START Record extracts

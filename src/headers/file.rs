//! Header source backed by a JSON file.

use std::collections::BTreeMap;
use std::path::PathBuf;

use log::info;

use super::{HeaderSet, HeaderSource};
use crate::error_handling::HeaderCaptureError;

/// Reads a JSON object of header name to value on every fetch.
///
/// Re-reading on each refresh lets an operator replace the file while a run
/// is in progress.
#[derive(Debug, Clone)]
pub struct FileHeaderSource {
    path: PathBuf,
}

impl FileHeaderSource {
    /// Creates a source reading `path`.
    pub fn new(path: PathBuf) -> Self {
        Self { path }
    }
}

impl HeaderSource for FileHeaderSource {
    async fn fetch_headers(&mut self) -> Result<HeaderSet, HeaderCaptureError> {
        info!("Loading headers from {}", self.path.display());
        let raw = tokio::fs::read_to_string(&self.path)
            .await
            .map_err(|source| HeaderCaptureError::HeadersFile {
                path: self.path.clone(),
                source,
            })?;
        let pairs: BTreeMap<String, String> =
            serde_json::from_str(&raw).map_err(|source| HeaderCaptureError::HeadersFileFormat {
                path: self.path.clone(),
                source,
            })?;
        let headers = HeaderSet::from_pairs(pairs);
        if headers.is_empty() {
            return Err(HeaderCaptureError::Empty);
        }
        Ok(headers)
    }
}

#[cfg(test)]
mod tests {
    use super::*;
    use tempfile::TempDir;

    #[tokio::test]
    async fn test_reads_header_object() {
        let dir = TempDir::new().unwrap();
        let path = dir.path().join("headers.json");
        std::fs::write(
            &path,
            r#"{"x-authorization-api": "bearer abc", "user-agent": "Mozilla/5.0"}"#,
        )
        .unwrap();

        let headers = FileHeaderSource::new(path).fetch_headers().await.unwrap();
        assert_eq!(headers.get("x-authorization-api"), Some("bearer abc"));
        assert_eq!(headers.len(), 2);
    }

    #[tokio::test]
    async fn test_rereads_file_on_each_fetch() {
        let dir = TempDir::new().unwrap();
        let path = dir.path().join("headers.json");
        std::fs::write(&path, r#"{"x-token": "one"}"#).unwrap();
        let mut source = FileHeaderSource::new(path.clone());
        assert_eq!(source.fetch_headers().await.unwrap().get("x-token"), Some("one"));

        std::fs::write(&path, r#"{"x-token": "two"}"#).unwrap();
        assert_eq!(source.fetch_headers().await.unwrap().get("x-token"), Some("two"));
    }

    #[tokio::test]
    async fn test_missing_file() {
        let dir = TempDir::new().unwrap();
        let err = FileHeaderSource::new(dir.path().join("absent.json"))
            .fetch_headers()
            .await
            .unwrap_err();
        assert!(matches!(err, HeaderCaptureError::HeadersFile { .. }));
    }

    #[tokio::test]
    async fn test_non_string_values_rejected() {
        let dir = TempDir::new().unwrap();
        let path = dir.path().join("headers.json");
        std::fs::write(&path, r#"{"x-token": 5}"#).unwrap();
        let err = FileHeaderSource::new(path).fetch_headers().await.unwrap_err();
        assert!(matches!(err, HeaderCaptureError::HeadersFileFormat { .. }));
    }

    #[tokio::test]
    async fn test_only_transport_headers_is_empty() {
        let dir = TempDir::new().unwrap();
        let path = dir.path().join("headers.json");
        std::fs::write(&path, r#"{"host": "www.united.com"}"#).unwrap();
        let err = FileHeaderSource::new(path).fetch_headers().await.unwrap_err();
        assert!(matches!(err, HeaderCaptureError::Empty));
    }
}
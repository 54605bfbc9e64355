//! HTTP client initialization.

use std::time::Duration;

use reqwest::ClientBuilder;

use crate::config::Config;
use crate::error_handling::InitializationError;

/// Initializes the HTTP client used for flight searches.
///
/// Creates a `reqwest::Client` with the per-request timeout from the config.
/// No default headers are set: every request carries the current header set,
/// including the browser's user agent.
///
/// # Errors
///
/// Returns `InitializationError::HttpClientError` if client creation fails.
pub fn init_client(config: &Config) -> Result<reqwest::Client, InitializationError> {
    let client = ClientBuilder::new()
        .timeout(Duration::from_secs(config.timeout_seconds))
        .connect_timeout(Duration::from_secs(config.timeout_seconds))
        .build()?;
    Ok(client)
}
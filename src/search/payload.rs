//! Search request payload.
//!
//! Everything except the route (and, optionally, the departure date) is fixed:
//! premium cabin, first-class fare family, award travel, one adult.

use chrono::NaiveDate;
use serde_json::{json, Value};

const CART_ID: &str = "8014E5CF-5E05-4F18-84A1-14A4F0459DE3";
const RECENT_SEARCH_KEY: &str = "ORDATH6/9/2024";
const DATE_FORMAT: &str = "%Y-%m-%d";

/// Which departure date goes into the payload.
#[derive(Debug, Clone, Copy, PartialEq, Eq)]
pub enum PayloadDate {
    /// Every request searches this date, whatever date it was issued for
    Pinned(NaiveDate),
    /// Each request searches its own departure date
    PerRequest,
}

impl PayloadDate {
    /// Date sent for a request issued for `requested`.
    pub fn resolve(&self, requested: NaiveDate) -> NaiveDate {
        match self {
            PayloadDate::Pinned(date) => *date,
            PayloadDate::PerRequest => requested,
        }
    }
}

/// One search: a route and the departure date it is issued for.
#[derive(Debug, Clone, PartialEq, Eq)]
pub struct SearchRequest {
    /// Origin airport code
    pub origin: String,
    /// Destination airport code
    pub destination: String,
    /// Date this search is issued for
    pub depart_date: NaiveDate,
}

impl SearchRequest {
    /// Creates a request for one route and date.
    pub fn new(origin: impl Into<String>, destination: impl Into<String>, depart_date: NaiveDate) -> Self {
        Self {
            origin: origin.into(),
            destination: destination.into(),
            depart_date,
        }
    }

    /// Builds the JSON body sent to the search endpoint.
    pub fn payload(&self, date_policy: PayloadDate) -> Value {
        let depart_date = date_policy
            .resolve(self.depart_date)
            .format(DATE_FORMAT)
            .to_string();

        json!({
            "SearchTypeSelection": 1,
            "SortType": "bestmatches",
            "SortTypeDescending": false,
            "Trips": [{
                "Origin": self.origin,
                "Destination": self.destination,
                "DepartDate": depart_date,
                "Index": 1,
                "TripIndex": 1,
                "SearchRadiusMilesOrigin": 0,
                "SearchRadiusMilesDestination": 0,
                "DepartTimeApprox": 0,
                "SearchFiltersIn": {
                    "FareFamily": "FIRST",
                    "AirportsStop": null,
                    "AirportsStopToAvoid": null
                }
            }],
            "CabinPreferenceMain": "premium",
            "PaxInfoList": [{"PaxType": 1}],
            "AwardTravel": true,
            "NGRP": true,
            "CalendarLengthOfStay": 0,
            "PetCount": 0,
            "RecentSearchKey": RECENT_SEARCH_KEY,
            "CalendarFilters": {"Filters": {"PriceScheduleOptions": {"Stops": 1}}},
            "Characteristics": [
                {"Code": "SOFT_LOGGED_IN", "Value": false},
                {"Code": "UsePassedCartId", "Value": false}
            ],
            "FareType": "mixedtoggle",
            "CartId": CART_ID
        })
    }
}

END Record extracts

Goal of the exercise ▸ Retype the material word for word, including every line.

Written response ▸
filename src/headers/file.rs
//! Header source backed by a JSON file.

use std::collections::BTreeMap;
use std::path::PathBuf;

use log::info;

use super::{HeaderSet, HeaderSource};
use crate::error_handling::HeaderCaptureError;

/// Reads a JSON object of header name to value on every fetch.
///
/// Re-reading on each refresh lets an operator replace the file while a run
/// is in progress.
#[derive(Debug, Clone)]
pub struct FileHeaderSource {
    path: PathBuf,
}

impl FileHeaderSource {
    /// Creates a source reading `path`.
    pub fn new(path: PathBuf) -> Self {
        Self { path }
    }
}

impl HeaderSource for FileHeaderSource {
    async fn fetch_headers(&mut self) -> Result<HeaderSet, HeaderCaptureError> {
        info!("Loading headers from {}", self.path.display());
        let raw = tokio::fs::read_to_string(&self.path)
            .await
            .map_err(|source| HeaderCaptureError::HeadersFile {
                path: self.path.clone(),
                source,
            })?;
        let pairs: BTreeMap<String, String> =
            serde_json::from_str(&raw).map_err(|source| HeaderCaptureError::HeadersFileFormat {
                path: self.path.clone(),
                source,
            })?;
        let headers = HeaderSet::from_pairs(pairs);
        if headers.is_empty() {
            return Err(HeaderCaptureError::Empty);
        }
        Ok(headers)
    }
}

#[cfg(test)]
mod tests {
    use super::*;
    use tempfile::TempDir;

    #[tokio::test]
    async fn test_reads_header_object() {
        let dir = TempDir::new().unwrap();
        let path = dir.path().join("headers.json");
        std::fs::write(
            &path,
            r#"{"x-authorization-api": "bearer abc", "user-agent": "Mozilla/5.0"}"#,
        )
        .unwrap();

        let headers = FileHeaderSource::new(path).fetch_headers().await.unwrap();
        assert_eq!(headers.get("x-authorization-api"), Some("bearer abc"));
        assert_eq!(headers.len(), 2);
    }

    #[tokio::test]
    async fn test_rereads_file_on_each_fetch() {
        let dir = TempDir::new().unwrap();
        let path = dir.path().join("headers.json");
        std::fs::write(&path, r#"{"x-token": "one"}"#).unwrap();
        let mut source = FileHeaderSource::new(path.clone());
        assert_eq!(source.fetch_headers().await.unwrap().get("x-token"), Some("one"));

        std::fs::write(&path, r#"{"x-token": "two"}"#).unwrap();
        assert_eq!(source.fetch_headers().await.unwrap().get("x-token"), Some("two"));
    }

    #[tokio::test]
    async fn test_missing_file() {
        let dir = TempDir::new().unwrap();
        let err = FileHeaderSource::new(dir.path().join("absent.json"))
            .fetch_headers()
            .await
            .unwrap_err();
        assert!(matches!(err, HeaderCaptureError::HeadersFile { .. }));
    }

    #[tokio::test]
    async fn test_non_string_values_rejected() {
        let dir = TempDir::new().unwrap();
        let path = dir.path().join("headers.json");
        std::fs::write(&path, r#"{"x-token": 5}"#).unwrap();
        let err = FileHeaderSource::new(path).fetch_headers().await.unwrap_err();
        assert!(matches!(err, HeaderCaptureError::HeadersFileFormat { .. }));
    }

    #[tokio::test]
    async fn test_only_transport_headers_is_empty() {
        let dir = TempDir::new().unwrap();
        let path = dir.path().join("headers.json");
        std::fs::write(&path, r#"{"host": "www.united.com"}"#).unwrap();
        let err = FileHeaderSource::new(path).fetch_headers().await.unwrap_err();
        assert!(matches!(err, HeaderCaptureError::Empty));
    }
}
repository 54605bfbc9e64355
//! HTTP client initialization.

use std::time::Duration;

use reqwest::ClientBuilder;

use crate::config::Config;
use crate::error_handling::InitializationError;

/// Initializes the HTTP client used for flight searches.
///
/// Creates a `reqwest::Client` with the per-request timeout from the config.
/// No default headers are set: every request carries the current header set,
/// including the browser's user agent.
///
/// # Errors
///
/// Returns `InitializationError::HttpClientError` if client creation fails.
pub fn init_client(config: &Config) -> Result<reqwest::Client, InitializationError> {
    let client = ClientBuilder::new()
        .timeout(Duration::from_secs(config.timeout_seconds))
        .connect_timeout(Duration::from_secs(config.timeout_seconds))
        .build()?;
    Ok(client)
}
filename src/search/payload.rs
//! Search request payload.
//!
//! Everything except the route (and, optionally, the departure date) is fixed:
//! premium cabin, first-class fare family, award travel, one adult.

use chrono::NaiveDate;
use serde_json::{json, Value};

const CART_ID: &str = "8014E5CF-5E05-4F18-84A1-14A4F0459DE3";
const RECENT_SEARCH_KEY: &str = "ORDATH6/9/2024";
const DATE_FORMAT: &str = "%Y-%m-%d";

/// Which departure date goes into the payload.
#[derive(Debug, Clone, Copy, PartialEq, Eq)]
pub enum PayloadDate {
    /// Every request searches this date, whatever date it was issued for
    Pinned(NaiveDate),
    /// Each request searches its own departure date
    PerRequest,
}

impl PayloadDate {
    /// Date sent for a request issued for `requested`.
    pub fn resolve(&self, requested: NaiveDate) -> NaiveDate {
        match self {
            PayloadDate::Pinned(date) => *date,
            PayloadDate::PerRequest => requested,
        }
    }
}

/// One search: a route and the departure date it is issued for.
#[derive(Debug, Clone, PartialEq, Eq)]
pub struct SearchRequest {
    /// Origin airport code
    pub origin: String,
    /// Destination airport code
    pub destination: String,
    /// Date this search is issued for
    pub depart_date: NaiveDate,
}

impl SearchRequest {
    /// Creates a request for one route and date.
    pub fn new(origin: impl Into<String>, destination: impl Into<String>, depart_date: NaiveDate) -> Self {
        Self {
            origin: origin.into(),
            destination: destination.into(),
            depart_date,
        }
    }

    /// Builds the JSON body sent to the search endpoint.
    pub fn payload(&self, date_policy: PayloadDate) -> Value {
        let depart_date = date_policy
            .resolve(self.depart_date)
            .format(DATE_FORMAT)
            .to_string();

        json!({
            "SearchTypeSelection": 1,
            "SortType": "bestmatches",
            "SortTypeDescending": false,
            "Trips": [{
                "Origin": self.origin,
                "Destination": self.destination,
                "DepartDate": depart_date,
                "Index": 1,
                "TripIndex": 1,
                "SearchRadiusMilesOrigin": 0,
                "SearchRadiusMilesDestination": 0,
                "DepartTimeApprox": 0,
                "SearchFiltersIn": {
                    "FareFamily": "FIRST",
                    "AirportsStop": null,
                    "AirportsStopToAvoid": null
                }
            }],
            "CabinPreferenceMain": "premium",
            "PaxInfoList": [{"PaxType": 1}],
            "AwardTravel": true,
            "NGRP": true,
            "CalendarLengthOfStay": 0,
            "PetCount": 0,
            "RecentSearchKey": RECENT_SEARCH_KEY,
            "CalendarFilters": {"Filters": {"PriceScheduleOptions": {"Stops": 1}}},
            "Characteristics": [
                {"Code": "SOFT_LOGGED_IN", "Value": false},
                {"Code": "UsePassedCartId", "Value": false}
            ],
            "FareType": "mixedtoggle",
            "CartId": CART_ID
        })
    }
}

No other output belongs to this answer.